The company’s remaining assets will form LegacyCo, a spin-off to be owned by the senior second lien note holders who hold claims of $793 million against Breitburn. LegacyCo’s assets include positions in the Midcontinent, Rockies, Florida and the Los Angeles Basin with average production of 20,700 barrels of oil equivalent per day—41% of the company’s total production.

The RBL lenders will also receive a 7.5% piece of LegacyCo.

On Nov. 30, after reviewing emails among Breitburn and attorneys, the unitholders’ lawyers fired off an objection to the bankruptcy plan. In it, they describe Breitburn’s pocket veto of the Diamondback offer, and other bids for for California and Michigan assets, as a deliberate move to favor one creditor.

Emails filed with the unitholders’ objection show Breitburn CEO Hal Washburn negotiated for a portion of LegacyCo ownership for the company’s executive team as well as continued employment.

Washburn and the company’s general counsel did not respond to emailed questions or phone messages. The unitholders’ attorneys also did not respond to a request for comment.

The emails suggest that from August onward, RBL lenders and Breitburn executives traded drafts of a management incentive plan (MIP). In a Nov. 14 court hearing, as unitholders’ attorneys asked for an open marketing process of the Midland assets, one attorney said he suspected Breitburn had an “undisclosed secret” MIP.

“Why hasn’t it been disclosed?”

The debtors dismissed the question as rank speculation. “It’s absolutely clear no such plan exists,” they said, adding that if a compensation plan was created, it would be disclosed.

Whether company executives and creditors played unfairly in bankruptcy, some version of this plan—set for a confirmation hearing Jan. 11, 2018- was always the most likely scenario.

Statistics from Haynes and Boone LLP’s Oct. 31 bankruptcy report, which catalogs E&P bankruptcies back to January 2015, bears this out. Of the $78.1 billion in debt sheltered in courthouses, just $6.1 billion was eliminated through asset sales. Debt-to-equity conversions dominate, disposing of $57.9 billion in obligations.

Did Breitburn deliberately miss a big payday by passing on a sale of its Midland assets? If so, it isn’t clear whether any proceeds would have gone to junior creditors or unitholders.

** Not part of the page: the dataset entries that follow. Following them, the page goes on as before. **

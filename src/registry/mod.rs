//! Agent registry model
//!
//! Agent routing specs, the filters that narrow a candidate set, and the
//! providers that supply candidate sets to resolvers.

pub mod filter;
pub mod model;
pub mod provider;

pub use filter::*;
pub use model::*;
pub use provider::*;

Bankruptcy judges aren’t naïve or overly optimistic people, University of Chicago law professor Douglas G. Baird wrote in a 1998 article. Jurists “know the players firsthand and have seen more than their share of stupidity, cupidity and fraud,” he said.

The objective of bankruptcy is survival, Baird said, and evaluating the effectiveness of bankruptcy can’t be done “merely by counting” the number of successfully reorganized companies.

By such standards, Breitburn looks like a survivor. But it may find its own challenges in counting the cost of success.